Published November 13, 2022
Breeder holds 4 bichon havanais puppies at 4 weeks

Finding the right puppy is a big deal. If you're going to bring home a furry friend for life, you want to make sure your pet comes from a responsible breeder who's doing everything they can to ensure their litter of puppies have the best quality of life. But how do you know who's a good breeder and who isn't? That's where we come in.

Where to Find a Reputable Breeder

To find a reputable breeder who really cares about their dogs, you need to do your research. If you ask around, your local dog club members may be able to suggest a good breeder in your area. If they have purchased dogs from a particular breeder, you can likely meet the dogs, and if they're happy, you can take that as a good sign. Being able to visit with dogs from a breeder before you buy is a great way to find out if their dogs are worth it.

You could also look up the breed standards for your desired breed and call or email any owners of the same type of dog that live near you. Finding other owners might require some sleuthing. Try online resources, social media, and above all, check with the national breed club for your chosen breed. Almost all maintain a list of vetted breeders. You still have to look into their operation and puppies, but it can give you a place to start.

Most larger breeders of purebred dogs take out ads for their dogs, either in print (which is increasingly rare), or online, through clubs and media outlets online. You might find an excellent breeder and wonderful dogs this way, but there is something to be said for smaller breeders who limit the amount of puppies they produce in a given year. Smaller breeders may not have the resources or inclination to take out ads, and this alone does not necessarily mean they are better or worse than breeders who operate at a larger scale.

A reputable breeder will usually have their own website with photos and descriptions of their dogs and litter. They should also be willing to provide information about any health problems that have occurred in their lineages, as well as documentation from veterinarians certifying that their dogs are free of genetic defects or illnesses. This is often called a certificate of health.

Additionally, when selecting a breeder, it's important not only that they are reputable but also whether they're local, and more specifically whether they're close enough so that you can visit them in person before committing yourself financially and emotionally.

A Good Reputation

If you're thinking about getting your next dog from a breeder, it's important to make sure they have a good reputation. While there are plenty of breeders out there who are more than happy to sell you a puppy, not all of them will genuinely care about the health and well-being of their dogs. Some breeders are only in it for the money and don't care about the quality of life their puppies are going to have once they leave the breeder's care.

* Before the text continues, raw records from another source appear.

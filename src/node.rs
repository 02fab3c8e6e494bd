//! Node assembly for copy-on-write updates
//!
//! A mutation never edits a published node. Each operation assembles a
//! replacement buffer from ranges of the old node plus the changed entry,
//! preserving sort order. The destination is always a scratch [`Node`]
//! sized by the caller; writes that would not fit are reported, not
//! panicked on.

use crate::error::{Error, PageId, Result};
use crate::page::{Node, NodeType};

/// A parent-side reference to a freshly written child page: the child's
/// first key (its separator) and its page id.
#[derive(Debug, Clone, Copy)]
pub struct ChildLink<'a> {
    /// Separator key: the first key of the child's subtree
    pub key: &'a [u8],
    /// Page id the child was written under
    pub page: PageId,
}

/// Write one entry at logical position `i`: the child pointer (internal
/// nodes), the key, and the value. Entries must be appended in order.
pub fn append_entry(dst: &mut Node, i: u16, ptr: PageId, key: &[u8], value: &[u8]) -> Result<()> {
    if dst.node_type()? == NodeType::Internal {
        dst.set_ptr(i, ptr)?;
    }
    dst.write_entry(i, key, value)
}

/// Copy `n` consecutive entries from `src` starting at `src_start` into
/// `dst` starting at `dst_start`, pointers included.
pub fn copy_range(dst: &mut Node, src: &Node, dst_start: u16, src_start: u16, n: u16) -> Result<()> {
    for j in 0..n {
        let ptr = match src.node_type()? {
            NodeType::Internal => src.get_ptr(src_start + j)?,
            NodeType::Leaf => PageId::NULL,
        };
        append_entry(dst, dst_start + j, ptr, src.get_key(src_start + j)?, src.get_value(src_start + j)?)?;
    }
    Ok(())
}

/// Build a leaf with `(key, value)` inserted at position `i`.
pub fn leaf_insert(dst: &mut Node, old: &Node, i: u16, key: &[u8], value: &[u8]) -> Result<()> {
    dst.set_header(NodeType::Leaf, old.n_keys() + 1);
    copy_range(dst, old, 0, 0, i)?;
    append_entry(dst, i, PageId::NULL, key, value)?;
    copy_range(dst, old, i + 1, i, old.n_keys() - i)
}

/// Build a leaf with entry `i` replaced by `(key, value)`.
pub fn leaf_update(dst: &mut Node, old: &Node, i: u16, key: &[u8], value: &[u8]) -> Result<()> {
    dst.set_header(NodeType::Leaf, old.n_keys());
    copy_range(dst, old, 0, 0, i)?;
    append_entry(dst, i, PageId::NULL, key, value)?;
    copy_range(dst, old, i + 1, i + 1, old.n_keys() - (i + 1))
}

/// Build a leaf with entry `i` removed.
pub fn leaf_delete(dst: &mut Node, old: &Node, i: u16) -> Result<()> {
    dst.set_header(NodeType::Leaf, old.n_keys() - 1);
    copy_range(dst, old, 0, 0, i)?;
    copy_range(dst, old, i, i + 1, old.n_keys() - (i + 1))
}

/// Build an internal node with child entry `i` replaced by `links` (the 1-3
/// pages a child became after splitting). Subsequent entries shift right.
pub fn node_replace_child(dst: &mut Node, old: &Node, i: u16, links: &[ChildLink<'_>]) -> Result<()> {
    dst.set_header(NodeType::Internal, old.n_keys() + links.len() as u16 - 1);
    copy_range(dst, old, 0, 0, i)?;
    for (j, link) in links.iter().enumerate() {
        append_entry(dst, i + j as u16, link.page, link.key, b"")?;
    }
    copy_range(dst, old, i + links.len() as u16, i + 1, old.n_keys() - (i + 1))
}

/// Build an internal node with the adjacent child entries `i` and `i + 1`
/// collapsed into the single merged child `link`. The entry count shrinks
/// by one and later entries shift left.
pub fn node_replace_two(dst: &mut Node, old: &Node, i: u16, link: ChildLink<'_>) -> Result<()> {
    dst.set_header(NodeType::Internal, old.n_keys() - 1);
    copy_range(dst, old, 0, 0, i)?;
    append_entry(dst, i, link.page, link.key, b"")?;
    copy_range(dst, old, i + 1, i + 2, old.n_keys() - (i + 2))
}

/// Build an internal node with child entry `i` dropped (the child drained).
pub fn node_remove_child(dst: &mut Node, old: &Node, i: u16) -> Result<()> {
    dst.set_header(NodeType::Internal, old.n_keys() - 1);
    copy_range(dst, old, 0, 0, i)?;
    copy_range(dst, old, i, i + 1, old.n_keys() - (i + 1))
}

/// Concatenate two same-type siblings into `dst`, `left` entries first.
pub fn node_merge(dst: &mut Node, left: &Node, right: &Node) -> Result<()> {
    let node_type = left.node_type()?;
    if node_type != right.node_type()? {
        return Err(Error::Corruption {
            details: "merge of mismatched node types".into(),
            page_id: None,
        });
    }
    dst.set_header(node_type, left.n_keys() + right.n_keys());
    copy_range(dst, left, 0, 0, left.n_keys())?;
    copy_range(dst, right, left.n_keys(), 0, right.n_keys())
}

#[cfg(test)]
mod tests {
    use super::*;
    use crate::page::PAGE_SIZE;

    fn leaf(entries: &[(&[u8], &[u8])]) -> Node {
        let mut node = Node::scratch(PAGE_SIZE);
        node.set_header(NodeType::Leaf, entries.len() as u16);
        for (i, (k, v)) in entries.iter().enumerate() {
            append_entry(&mut node, i as u16, PageId::NULL, k, v).unwrap();
        }
        node
    }

    fn keys(node: &Node) -> Vec<Vec<u8>> {
        (0..node.n_keys()).map(|i| node.get_key(i).unwrap().to_vec()).collect()
    }

    #[test]
    fn test_leaf_insert_positions() {
        let old = leaf(&[(b"b", b"2"), (b"d", b"4")]);

        let mut front = Node::scratch(PAGE_SIZE);
        leaf_insert(&mut front, &old, 0, b"a", b"1").unwrap();
        assert_eq!(keys(&front), [b"a".to_vec(), b"b".to_vec(), b"d".to_vec()]);

        let mut middle = Node::scratch(PAGE_SIZE);
        leaf_insert(&mut middle, &old, 1, b"c", b"3").unwrap();
        assert_eq!(keys(&middle), [b"b".to_vec(), b"c".to_vec(), b"d".to_vec()]);
        assert_eq!(middle.get_value(1).unwrap(), b"3");

        let mut back = Node::scratch(PAGE_SIZE);
        leaf_insert(&mut back, &old, 2, b"e", b"5").unwrap();
        assert_eq!(keys(&back), [b"b".to_vec(), b"d".to_vec(), b"e".to_vec()]);
    }

    #[test]
    fn test_leaf_update_keeps_count() {
        let old = leaf(&[(b"a", b"1"), (b"b", b"2")]);
        let mut next = Node::scratch(PAGE_SIZE);
        leaf_update(&mut next, &old, 1, b"b", b"two").unwrap();
        assert_eq!(next.n_keys(), 2);
        assert_eq!(next.get_value(0).unwrap(), b"1");
        assert_eq!(next.get_value(1).unwrap(), b"two");
    }

    #[test]
    fn test_leaf_delete() {
        let old = leaf(&[(b"a", b"1"), (b"b", b"2"), (b"c", b"3")]);
        let mut next = Node::scratch(PAGE_SIZE);
        leaf_delete(&mut next, &old, 1).unwrap();
        assert_eq!(keys(&next), [b"a".to_vec(), b"c".to_vec()]);
        assert_eq!(next.get_value(1).unwrap(), b"3");
    }

    fn internal(entries: &[(&[u8], u64)]) -> Node {
        let mut node = Node::scratch(PAGE_SIZE);
        node.set_header(NodeType::Internal, entries.len() as u16);
        for (i, (k, p)) in entries.iter().enumerate() {
            append_entry(&mut node, i as u16, PageId(*p), k, b"").unwrap();
        }
        node
    }

    #[test]
    fn test_node_replace_child_with_split() {
        let old = internal(&[(b"", 10), (b"m", 20), (b"t", 30)]);
        let mut next = Node::scratch(PAGE_SIZE);
        let links = [
            ChildLink { key: b"m", page: PageId(21) },
            ChildLink { key: b"p", page: PageId(22) },
        ];
        node_replace_child(&mut next, &old, 1, &links).unwrap();

        assert_eq!(next.n_keys(), 4);
        assert_eq!(keys(&next), [b"".to_vec(), b"m".to_vec(), b"p".to_vec(), b"t".to_vec()]);
        assert_eq!(next.get_ptr(0).unwrap(), PageId(10));
        assert_eq!(next.get_ptr(1).unwrap(), PageId(21));
        assert_eq!(next.get_ptr(2).unwrap(), PageId(22));
        assert_eq!(next.get_ptr(3).unwrap(), PageId(30));
    }

    #[test]
    fn test_node_replace_two_collapses_merge() {
        let old = internal(&[(b"", 10), (b"m", 20), (b"t", 30)]);
        let mut next = Node::scratch(PAGE_SIZE);
        node_replace_two(&mut next, &old, 0, ChildLink { key: b"", page: PageId(11) }).unwrap();

        assert_eq!(next.n_keys(), 2);
        assert_eq!(keys(&next), [b"".to_vec(), b"t".to_vec()]);
        assert_eq!(next.get_ptr(0).unwrap(), PageId(11));
        assert_eq!(next.get_ptr(1).unwrap(), PageId(30));
    }

    #[test]
    fn test_node_merge_concatenates() {
        let left = leaf(&[(b"a", b"1"), (b"b", b"2")]);
        let right = leaf(&[(b"c", b"3")]);
        let mut merged = Node::scratch(PAGE_SIZE);
        node_merge(&mut merged, &left, &right).unwrap();
        assert_eq!(keys(&merged), [b"a".to_vec(), b"b".to_vec(), b"c".to_vec()]);
    }

    #[test]
    fn test_node_merge_rejects_mixed_types() {
        let left = leaf(&[(b"a", b"1")]);
        let right = internal(&[(b"", 10)]);
        let mut merged = Node::scratch(PAGE_SIZE);
        assert!(matches!(
            node_merge(&mut merged, &left, &right),
            Err(Error::Corruption { .. })
        ));
    }
}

Many breeders will use the phrase, "Raised under foot," in their ads.

Have you ever been to a breeder's home? If so, did it look like a loving environment where dogs were happy? Or did it look like an overcrowded warehouse where dogs were kept in cages and treated poorly? If it was the latter, then that's probably not someone you want to give your money or heartstrings to.

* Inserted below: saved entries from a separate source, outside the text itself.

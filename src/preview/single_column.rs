//! Single-column layout strategy: a centered header band followed by
//! stacked full-width sections in a fixed order.

use super::document::{Block, Document};
use super::sections;
use crate::catalog::LayoutKind;
use crate::resume::Resume;

pub fn render(resume: &Resume, layout: LayoutKind) -> Document {
    let tall = layout == LayoutKind::HeaderFocus;
    let mut blocks = vec![sections::header(&resume.personal_info, tall)];
    blocks.push(Block::Spacer);

    blocks.extend(sections::summary(&resume.personal_info));
    blocks.extend(sections::experience(&resume.experience));
    blocks.extend(sections::education(&resume.education));
    blocks.extend(sections::skills(resume));
    blocks.extend(sections::projects(&resume.projects));
    blocks.extend(sections::certifications(&resume.certifications));
    blocks.extend(sections::languages(&resume.languages));
    blocks.extend(sections::awards(&resume.awards));
    blocks.extend(sections::volunteer(&resume.volunteer));
    blocks.extend(sections::references(&resume.references));

    Document { blocks }
}
//! Two-column layout strategy: a fixed left sidebar (contact, skills,
//! education) beside the main flow (summary, experience, projects).

use super::document::{Block, Document};
use super::sections;
use crate::resume::Resume;

pub fn render(resume: &Resume) -> Document {
    let mut sidebar = Vec::new();
    sidebar.extend(sections::contact_sidebar(&resume.personal_info));
    sidebar.extend(sections::skills_flat(resume));
    sidebar.extend(sections::education(&resume.education));

    let mut main = Vec::new();
    main.extend(sections::summary(&resume.personal_info));
    main.extend(sections::experience(&resume.experience));
    main.extend(sections::projects(&resume.projects));

    Document {
        blocks: vec![
            sections::header(&resume.personal_info, false),
            Block::Spacer,
            Block::Columns { sidebar, main },
        ],
    }
}
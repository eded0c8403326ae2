//! The layout model produced by the preview renderer.
//!
//! A [`Document`] is presentation-agnostic: semantic roles instead of
//! colors, blocks instead of widgets. The terminal painter and the PDF
//! exporter both consume this model, so the preview on screen and the
//! exported file come from the same data.

/// Semantic text role. Painters map roles onto the active theme's colors.
#[derive(Debug, Clone, Copy, PartialEq, Eq)]
pub enum Role {
    /// The name line in the header band.
    Title,
    /// Position or tagline under the title.
    Subtitle,
    /// Record headings (company, institution, project name).
    Emphasis,
    /// Regular body text.
    Body,
    /// Secondary text (dates, locations, issuers).
    Dim,
    /// Accent-colored text (links, technology tags).
    Accent,
}

/// One styled fragment of a line.
#[derive(Debug, Clone, PartialEq)]
pub struct Span {
    pub text: String,
    pub role: Role,
}

impl Span {
    pub fn new(text: impl Into<String>, role: Role) -> Self {
        Self {
            text: text.into(),
            role,
        }
    }
}

/// One line of spans.
#[derive(Debug, Clone, Default, PartialEq)]
pub struct Line {
    pub spans: Vec<Span>,
}

impl Line {
    pub fn from_span(text: impl Into<String>, role: Role) -> Self {
        Self {
            spans: vec![Span::new(text, role)],
        }
    }

    pub fn plain_text(&self) -> String {
        self.spans.iter().map(|s| s.text.as_str()).collect()
    }
}

/// One layout element.
#[derive(Debug, Clone, PartialEq)]
pub enum Block {
    /// The header band, painted with the theme's header gradient.
    /// `tall` requests extra vertical padding (header-focus templates).
    Header { lines: Vec<Line>, tall: bool },
    /// A section heading with a rule under it.
    SectionTitle(String),
    /// One line of styled text.
    Text(Line),
    /// A named proficiency: filled-fraction bar (`level`/5) plus a star
    /// row. Painters decide glyphs vs. rectangles.
    SkillBar { name: String, level: u8 },
    /// Vertical breathing room.
    Spacer,
    /// The two-column region: sidebar plus main flow. Appears at most once,
    /// at the top level, for two-column/sidebar templates.
    Columns {
        sidebar: Vec<Block>,
        main: Vec<Block>,
    },
}

/// The rendered resume: a flat list of blocks (single-column layouts) or a
/// header plus one [`Block::Columns`] region (two-column layouts).
#[derive(Debug, Clone, Default, PartialEq)]
pub struct Document {
    pub blocks: Vec<Block>,
}

impl Document {
    /// All text content, flattened. Used by tests and the perspective view.
    pub fn plain_lines(&self) -> Vec<String> {
        fn walk(blocks: &[Block], out: &mut Vec<String>) {
            for block in blocks {
                match block {
                    Block::Header { lines, .. } => {
                        for line in lines {
                            out.push(line.plain_text());
                        }
                    }
                    Block::SectionTitle(title) => out.push(title.clone()),
                    Block::Text(line) => out.push(line.plain_text()),
                    Block::SkillBar { name, .. } => out.push(name.clone()),
                    Block::Spacer => {}
                    Block::Columns { sidebar, main } => {
                        walk(sidebar, out);
                        walk(main, out);
                    }
                }
            }
        }
        let mut out = Vec::new();
        walk(&self.blocks, &mut out);
        out
    }

    /// True when the document contains a section with the given title.
    pub fn has_section(&self, title: &str) -> bool {
        fn contains(blocks: &[Block], title: &str) -> bool {
            blocks.iter().any(|block| match block {
                Block::SectionTitle(t) => t == title,
                Block::Columns { sidebar, main } => {
                    contains(sidebar, title) || contains(main, title)
                }
                _ => false,
            })
        }
        contains(&self.blocks, title)
    }
}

A reputable dog breeder will:

  • Ask you a lot of questions. It's important they understand how you plan to care for your new dog, and they'll want to know if you have children or other pets at home.
  • They will be honest about the process. They should let you know what it takes to raise a healthy puppy, including things like feeding schedules and medical care. They may even offer suggestions about diet, exercise, grooming habits, and other aspects of caring for your new four-legged friend that could affect his health down the road.
  • A reputable breeder will have a clean and healthy environment where their dogs can thrive. This includes making sure all animals are fed good food, have clean water available at all times, and are kept safe from extreme weather conditions such as heat waves or freezing temperatures.
  • They will provide regular veterinary visits for vaccinations and checkups.

Questions to Ask Yourself

Deciding to purchase a dog from a breeder requires that you know what you want. Are you looking for a pure bred show dog? Do you want a working breed, and all the training and high-energy drive that comes with it? Does a mixed breed appeal to you? Are you looking for a pet, a dog who is good with children, or an exercise companion? Ask yourself: What kind of dog do I want, and why do I want a dog? A well-bred canine companion is a wonderful pet to have in your life, but make sure you know what you're asking for.

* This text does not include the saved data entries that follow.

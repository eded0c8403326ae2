//! # Theme Catalog
//!
//! Predefined color palettes, background options, and the custom-theme
//! override.
//!
//! ## Overview
//!
//! A [`Theme`] is a named set of eight colors plus two gradient stop pairs
//! (header band, page background). Rendering code never hardcodes colors;
//! it resolves everything through the active theme, so switching palettes
//! restyles the preview and the exported PDF alike.
//!
//! Six predefined palettes ship with the app. A [`CustomTheme`], when
//! active, replaces the resolved palette entirely with user-chosen colors,
//! a background option, and a solid-vs-gradient header toggle.

use ratatui::style::Color;
use regex::Regex;
use serde::{Deserialize, Serialize};

/// The eight named colors every palette provides.
#[derive(Debug, Clone, PartialEq, Eq, Serialize, Deserialize)]
#[serde(rename_all = "camelCase")]
pub struct ColorSet {
    pub primary: String,
    pub secondary: String,
    pub accent: String,
    pub text: String,
    pub text_secondary: String,
    pub background: String,
    pub surface: String,
    pub border: String,
}

/// Two hex stops; a solid fill is a gradient whose stops are equal.
#[derive(Debug, Clone, PartialEq, Eq, Serialize, Deserialize)]
pub struct Gradient {
    pub start: String,
    pub end: String,
}

impl Gradient {
    pub fn new(start: &str, end: &str) -> Self {
        Self {
            start: start.to_string(),
            end: end.to_string(),
        }
    }

    pub fn solid(color: &str) -> Self {
        Self::new(color, color)
    }
}

#[derive(Debug, Clone, PartialEq, Eq, Serialize, Deserialize)]
pub struct Gradients {
    pub header: Gradient,
    pub background: Gradient,
}

/// A named palette. Predefined themes come from [`predefined_themes`];
/// the synthesized custom theme uses the reserved id `custom`.
#[derive(Debug, Clone, PartialEq, Eq, Serialize, Deserialize)]
pub struct Theme {
    pub id: String,
    pub name: String,
    pub colors: ColorSet,
    pub gradients: Gradients,
}

/// How a background option paints the page.
#[derive(Debug, Clone, Copy, PartialEq, Eq, Serialize, Deserialize)]
#[serde(rename_all = "lowercase")]
pub enum BackgroundKind {
    Color,
    Gradient,
    Image,
}

/// Glyph tile used for image-pattern backgrounds in the terminal preview.
#[derive(Debug, Clone, Copy, PartialEq, Eq, Serialize, Deserialize)]
#[serde(rename_all = "lowercase")]
pub enum PatternStyle {
    Dots,
    Diagonal,
}

/// One selectable page background: a solid color, a two-stop gradient, or
/// a tiled glyph pattern.
#[derive(Debug, Clone, PartialEq, Eq, Serialize, Deserialize)]
#[serde(rename_all = "camelCase")]
pub struct BackgroundOption {
    pub id: String,
    pub name: String,
    pub kind: BackgroundKind,
    /// Solid fill, or the gradient's first stop.
    pub color: String,
    /// Gradient's second stop; equals `color` for solid fills.
    pub color_end: String,
    #[serde(skip_serializing_if = "Option::is_none")]
    pub pattern: Option<PatternStyle>,
    /// Swatch shown in pickers.
    pub preview: String,
}

impl BackgroundOption {
    fn color(id: &str, name: &str, hex: &str) -> Self {
        Self {
            id: id.to_string(),
            name: name.to_string(),
            kind: BackgroundKind::Color,
            color: hex.to_string(),
            color_end: hex.to_string(),
            pattern: None,
            preview: hex.to_string(),
        }
    }

    fn gradient(id: &str, name: &str, start: &str, end: &str) -> Self {
        Self {
            id: id.to_string(),
            name: name.to_string(),
            kind: BackgroundKind::Gradient,
            color: start.to_string(),
            color_end: end.to_string(),
            pattern: None,
            preview: start.to_string(),
        }
    }

    fn image(id: &str, name: &str, base: &str, pattern: PatternStyle, preview: &str) -> Self {
        Self {
            id: id.to_string(),
            name: name.to_string(),
            kind: BackgroundKind::Image,
            color: base.to_string(),
            color_end: base.to_string(),
            pattern: Some(pattern),
            preview: preview.to_string(),
        }
    }
}

/// Header band fill for custom themes.
#[derive(Debug, Clone, Copy, Default, PartialEq, Eq, Serialize, Deserialize)]
#[serde(rename_all = "lowercase")]
pub enum HeaderStyle {
    Solid,
    #[default]
    Gradient,
}

/// A user-authored theme override: full color set, background choice, and
/// header style. Persisted verbatim so it survives reload.
#[derive(Debug, Clone, PartialEq, Eq, Serialize, Deserialize)]
#[serde(rename_all = "camelCase")]
pub struct CustomTheme {
    pub colors: ColorSet,
    pub background: BackgroundOption,
    pub header_style: HeaderStyle,
}

impl Theme {
    /// Synthesize the effective theme from a custom override: gradient
    /// headers blend primary into secondary, solid headers use primary
    /// alone, and the page background comes from the chosen option.
    pub fn from_custom(custom: &CustomTheme) -> Self {
        let header = match custom.header_style {
            HeaderStyle::Gradient => {
                Gradient::new(&custom.colors.primary, &custom.colors.secondary)
            }
            HeaderStyle::Solid => Gradient::solid(&custom.colors.primary),
        };
        Theme {
            id: "custom".to_string(),
            name: "Custom".to_string(),
            colors: custom.colors.clone(),
            gradients: Gradients {
                header,
                background: Gradient::new(&custom.background.color, &custom.background.color_end),
            },
        }
    }
}

fn theme(
    id: &str,
    name: &str,
    colors: [&str; 8],
    header: (&str, &str),
    background: (&str, &str),
) -> Theme {
    Theme {
        id: id.to_string(),
        name: name.to_string(),
        colors: ColorSet {
            primary: colors[0].to_string(),
            secondary: colors[1].to_string(),
            accent: colors[2].to_string(),
            text: colors[3].to_string(),
            text_secondary: colors[4].to_string(),
            background: colors[5].to_string(),
            surface: colors[6].to_string(),
            border: colors[7].to_string(),
        },
        gradients: Gradients {
            header: Gradient::new(header.0, header.1),
            background: Gradient::new(background.0, background.1),
        },
    }
}

/// The six predefined palettes, in picker order. The first is the default.
pub fn predefined_themes() -> Vec<Theme> {
    vec![
        theme(
            "classic-blue",
            "Classic Blue",
            [
                "#2563eb", "#1e40af", "#3b82f6", "#1f2937", "#6b7280", "#ffffff", "#f8fafc",
                "#e5e7eb",
            ],
            ("#2563eb", "#1e40af"),
            ("#f8fafc", "#e2e8f0"),
        ),
        theme(
            "emerald-fresh",
            "Emerald Fresh",
            [
                "#10b981", "#059669", "#34d399", "#1f2937", "#6b7280", "#ffffff", "#f0fdf4",
                "#d1fae5",
            ],
            ("#10b981", "#059669"),
            ("#f0fdf4", "#dcfce7"),
        ),
        theme(
            "purple-modern",
            "Purple Modern",
            [
                "#8b5cf6", "#7c3aed", "#a78bfa", "#1f2937", "#6b7280", "#ffffff", "#faf5ff",
                "#e9d5ff",
            ],
            ("#8b5cf6", "#7c3aed"),
            ("#faf5ff", "#f3e8ff"),
        ),
        theme(
            "rose-elegant",
            "Rose Elegant",
            [
                "#f43f5e", "#e11d48", "#fb7185", "#1f2937", "#6b7280", "#ffffff", "#fff1f2",
                "#fecdd3",
            ],
            ("#f43f5e", "#e11d48"),
            ("#fff1f2", "#ffe4e6"),
        ),
        theme(
            "dark-professional",
            "Dark Professional",
            [
                "#3b82f6", "#1d4ed8", "#60a5fa", "#f9fafb", "#d1d5db", "#111827", "#1f2937",
                "#374151",
            ],
            ("#1f2937", "#111827"),
            ("#111827", "#0f172a"),
        ),
        theme(
            "orange-creative",
            "Orange Creative",
            [
                "#f97316", "#ea580c", "#fb923c", "#1f2937", "#6b7280", "#ffffff", "#fff7ed",
                "#fed7aa",
            ],
            ("#f97316", "#ea580c"),
            ("#fff7ed", "#ffedd5"),
        ),
    ]
}

/// Background options, in picker order. The first ("white") is the default
/// used whenever no custom theme is active.
pub fn background_options() -> Vec<BackgroundOption> {
    vec![
        BackgroundOption::color("white", "Clean White", "#ffffff"),
        BackgroundOption::color("light-gray", "Light Gray", "#f8fafc"),
        BackgroundOption::color("warm-white", "Warm White", "#fefcf3"),
        BackgroundOption::gradient("gradient-blue", "Blue Gradient", "#f0f9ff", "#e0f2fe"),
        BackgroundOption::gradient("gradient-green", "Green Gradient", "#f0fdf4", "#dcfce7"),
        BackgroundOption::gradient("gradient-purple", "Purple Gradient", "#faf5ff", "#f3e8ff"),
        BackgroundOption::image(
            "subtle-pattern",
            "Subtle Pattern",
            "#f8fafc",
            PatternStyle::Dots,
            "#f8fafc",
        ),
        BackgroundOption::image(
            "geometric-pattern",
            "Geometric Pattern",
            "#f1f5f9",
            PatternStyle::Diagonal,
            "#f1f5f9",
        ),
    ]
}

/// Find a predefined theme by id.
pub fn theme_by_id(id: &str) -> Option<Theme> {
    predefined_themes().into_iter().find(|t| t.id == id)
}

/// Find a background option by id.
pub fn background_by_id(id: &str) -> Option<BackgroundOption> {
    background_options().into_iter().find(|b| b.id == id)
}

/// The fallback background: clean white.
pub fn default_background() -> BackgroundOption {
    BackgroundOption::color("white", "Clean White", "#ffffff")
}

/// Validate a user-entered `#rrggbb` color.
pub fn is_valid_hex(value: &str) -> bool {
    Regex::new(r"^#[0-9a-fA-F]{6}$")
        .map(|re| re.is_match(value))
        .unwrap_or(false)
}

/// Parse `#rrggbb` into a terminal color. Invalid input yields `None`;
/// callers fall back to the terminal default.
pub fn hex_to_color(hex: &str) -> Option<Color> {
    if !is_valid_hex(hex) {
        return None;
    }
    let r = u8::from_str_radix(&hex[1..3], 16).ok()?;
    let g = u8::from_str_radix(&hex[3..5], 16).ok()?;
    let b = u8::from_str_radix(&hex[5..7], 16).ok()?;
    Some(Color::Rgb(r, g, b))
}

/// Parse `#rrggbb` into 0–255 components for the PDF writer.
pub fn hex_to_rgb(hex: &str) -> Option<(u8, u8, u8)> {
    match hex_to_color(hex) {
        Some(Color::Rgb(r, g, b)) => Some((r, g, b)),
        _ => None,
    }
}

/// Linear blend between two hex colors, `t` in [0,1]. Used to approximate
/// gradients as horizontal strips.
pub fn blend_hex(start: &str, end: &str, t: f32) -> Option<(u8, u8, u8)> {
    let (r1, g1, b1) = hex_to_rgb(start)?;
    let (r2, g2, b2) = hex_to_rgb(end)?;
    let t = t.clamp(0.0, 1.0);
    let mix = |a: u8, b: u8| -> u8 {
        (f32::from(a) + (f32::from(b) - f32::from(a)) * t).round() as u8
    };
    Some((mix(r1, r2), mix(g1, g2), mix(b1, b2)))
}

#[cfg(test)]
mod tests {
    use super::*;

    #[test]
    fn test_six_predefined_themes() {
        assert_eq!(predefined_themes().len(), 6);
    }

    #[test]
    fn test_theme_ids_are_distinct() {
        let ids: Vec<String> = predefined_themes().into_iter().map(|t| t.id).collect();
        let mut unique = ids.clone();
        unique.sort();
        unique.dedup();
        assert_eq!(ids.len(), unique.len(), "duplicate theme ids found");
    }

    #[test]
    fn test_purple_modern_primary() {
        let theme = theme_by_id("purple-modern").expect("theme exists");
        assert_eq!(theme.colors.primary, "#8b5cf6");
    }

    #[test]
    fn test_unknown_theme_id() {
        assert!(theme_by_id("neon-nonexistent").is_none());
    }

    #[test]
    fn test_eight_background_options() {
        let options = background_options();
        assert_eq!(options.len(), 8);
        assert_eq!(options[0].id, "white");
        assert_eq!(
            options
                .iter()
                .filter(|o| o.kind == BackgroundKind::Gradient)
                .count(),
            3
        );
        assert_eq!(
            options
                .iter()
                .filter(|o| o.kind == BackgroundKind::Image)
                .count(),
            2
        );
    }

    #[test]
    fn test_default_background_is_white() {
        let bg = default_background();
        assert_eq!(bg.id, "white");
        assert_eq!(bg.kind, BackgroundKind::Color);
        assert_eq!(bg.color, "#ffffff");
    }

    #[test]
    fn test_custom_theme_gradient_header() {
        let base = theme_by_id("classic-blue").expect("theme exists");
        let custom = CustomTheme {
            colors: base.colors.clone(),
            background: default_background(),
            header_style: HeaderStyle::Gradient,
        };
        let resolved = Theme::from_custom(&custom);
        assert_eq!(resolved.id, "custom");
        assert_eq!(resolved.gradients.header.start, base.colors.primary);
        assert_eq!(resolved.gradients.header.end, base.colors.secondary);
    }

    #[test]
    fn test_custom_theme_solid_header() {
        let base = theme_by_id("classic-blue").expect("theme exists");
        let custom = CustomTheme {
            colors: base.colors.clone(),
            background: default_background(),
            header_style: HeaderStyle::Solid,
        };
        let resolved = Theme::from_custom(&custom);
        assert_eq!(resolved.gradients.header.start, resolved.gradients.header.end);
        assert_eq!(resolved.gradients.header.start, base.colors.primary);
    }

    #[test]
    fn test_hex_validation() {
        assert!(is_valid_hex("#8b5cf6"));
        assert!(is_valid_hex("#FFFFFF"));
        assert!(!is_valid_hex("8b5cf6"));
        assert!(!is_valid_hex("#8b5cf"));
        assert!(!is_valid_hex("#8b5cg6"));
        assert!(!is_valid_hex(""));
    }

    #[test]
    fn test_hex_to_color() {
        assert_eq!(hex_to_color("#8b5cf6"), Some(Color::Rgb(0x8b, 0x5c, 0xf6)));
        assert_eq!(hex_to_color("nope"), None);
    }

    #[test]
    fn test_blend_hex_endpoints() {
        assert_eq!(blend_hex("#000000", "#ffffff", 0.0), Some((0, 0, 0)));
        assert_eq!(blend_hex("#000000", "#ffffff", 1.0), Some((255, 255, 255)));
        let mid = blend_hex("#000000", "#ffffff", 0.5).expect("valid stops");
        assert!(mid.0 >= 127 && mid.0 <= 128);
    }

    #[test]
    fn test_custom_theme_serializes_wire_shape() {
        let custom = CustomTheme {
            colors: theme_by_id("rose-elegant").expect("theme exists").colors,
            background: default_background(),
            header_style: HeaderStyle::Solid,
        };
        let json = serde_json::to_string(&custom).expect("serialize");
        assert!(json.contains("\"headerStyle\":\"solid\""));
        assert!(json.contains("\"textSecondary\""));
    }
}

  • Do I know what I want from a dog? Am I looking for a pet, a show dog, or something else?
  • Can I provide for a dog's physical, emotional, and healthcare needs throughout its whole life?
  • Do I know enough about the breed or mixed breed I'm considering, including any genetic health issues I need to watch out for?
  • Am I prepared to communicate my level of interest and knowledge to a breeder?

Be aware that any good breeder is very likely to ask you numerous questions about your interest in their dogs. This is a telltale sign of a quality breeder, so if you meet someone who doesn't care why you want their dogs and doesn't try to find out if you're ready to buy a dog, take that as a sign you should probably find another breeder.

Interview the Breeder

Once you know why you're looking for a dog, you also need to consider what you want from your breeder. You can usually tell if a breeder is reputable by asking some questions. A face-to-face interview is great, but a phone call or a discussion by email are excellent ways to communicate, too.

Reach out and begin by initiating a conversation about the breeder's dogs. Ask these questions and try to figure out what the breeder's answers tell you about their breeding program and their dogs.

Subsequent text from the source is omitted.